Avant de continuer, il faut quand même souligner que le retrait d'une dominante de couleur n'est pas forcément une action désirable car, si la dominante vient de la nature de l'objet photographié (comme dans le cas de la prune ci-dessus), enlever la dominante trahit la photo. Tout dépend donc de l'objectif visé...
Dans un article très intéressant (réf. [LAM] au bas de cette page), E. Y. LAM évoque trois approches existantes (les méthodes par corrélation, la méthode reposant sur l'hypothèse "du monde gris", la méthode "Retinex") et en propose une nouvelle.
Les méthodes par corrélation effectuent une analyse de l'image pour essayer de reconnaître la source de lumière qui éclairait la scène. Si cela est possible, alors il est facile de corriger la dominante de couleur correspondant à cette source. Malheureusement, ces méthodes sont lourdes, demandent beaucoup de temps de calcul et sont donc peu utilisables dans la pratique quotidienne.
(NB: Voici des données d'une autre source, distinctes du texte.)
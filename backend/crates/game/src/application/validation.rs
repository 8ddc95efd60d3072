//! Checks shared by several use cases

use kernel::id::{GameSessionId, PlayerId};

use crate::domain::dictionary::Dictionary;
use crate::domain::entities::GameSession;
use crate::domain::letter_bag::LetterBag;
use crate::domain::repository::GameSessionRepository;
use crate::domain::value_objects::Word;
use crate::error::{GameError, GameResult};

/// Load a session the requester owns.
pub(crate) async fn load_owned<S>(
    sessions: &S,
    session_id: GameSessionId,
    player_id: PlayerId,
) -> GameResult<GameSession>
where
    S: GameSessionRepository,
{
    sessions
        .find_owned(session_id, player_id)
        .await?
        .ok_or(GameError::SessionNotFound)
}

/// Letters first: it is free, the dictionary may hit the network.
pub(crate) async fn is_playable(bag: &LetterBag, dictionary: &Dictionary, word: &Word) -> bool {
    bag.can_build(word.as_str()) && dictionary.exists(word).await
}
//! Word Game Backend Module
//!
//! Clean Architecture structure:
//! - `domain/` - Business logic, entities, repository traits
//! - `application/` - Use cases
//! - `infra/` - Database, word list and remote dictionary adapters
//! - `presentation/` - HTTP handlers
//!
//! ## Round Model
//! - The backend deals every rack and is the only judge of word validity
//! - A round is completed exactly once; later submits read the frozen result
//! - Swap credits and gems only move through conditional ledger updates,
//!   committed together with the session change they pay for
//! - Dictionary network failures never fail a request

pub mod application;
pub mod domain;
pub mod error;
pub mod infra;
pub mod presentation;

// Re-exports for convenience
pub use application::config::{DictionaryConfig, GameConfig, RackPolicy};
pub use error::{GameError, GameResult};
pub use infra::dictionary::build_dictionary;
pub use infra::memory::InMemoryGameRepository;
pub use infra::postgres::PgGameRepository;
pub use presentation::router::{game_router, game_router_generic};

// Re-export kernel error types for unified error handling
pub use kernel::error::{
    app_error::{AppError, AppResult},
    kind::ErrorKind,
};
Dans un monde gris (et de réflectance constante), si une scène est photographiée sous une lumière blanche, alors les moyennes sur l'ensemble des pixels des trois composantes R, V et B sont égales (il est à noter que la réciproque n'est pas vraie : l'égalité des moyennes n'assure pas que la lumière soit blanche). Cependant, si ces moyennes ne sont pas égales, c'est qu'il y a une dominante colorée. La méthode du monde gris cherche donc un moyen simple de corriger la dominante en effectuant une transformation des pixels qui rend égales les trois moyennes. Un moyen de le faire est de multiplier deux des trois composantes par un simple coefficient.
La théorie dite "Retinex" soutient que le blanc perçu correspond aux signaux maximaux reçus par les cônes de la rétine. L'équilibrage des blancs implique alors de rendre égaux les maxima des trois canaux. Là encore, un moyen possible est d'opérer une multiplication par un coefficient. Au passage, LAM souligne un inconvénient de cette méthode : elle peut être perturbée par quelques pixels chauds... Pour contourner cet écueil, il est possible d'appliquer un filtre passe-bas à l'image ou traiter les pixels par grappes.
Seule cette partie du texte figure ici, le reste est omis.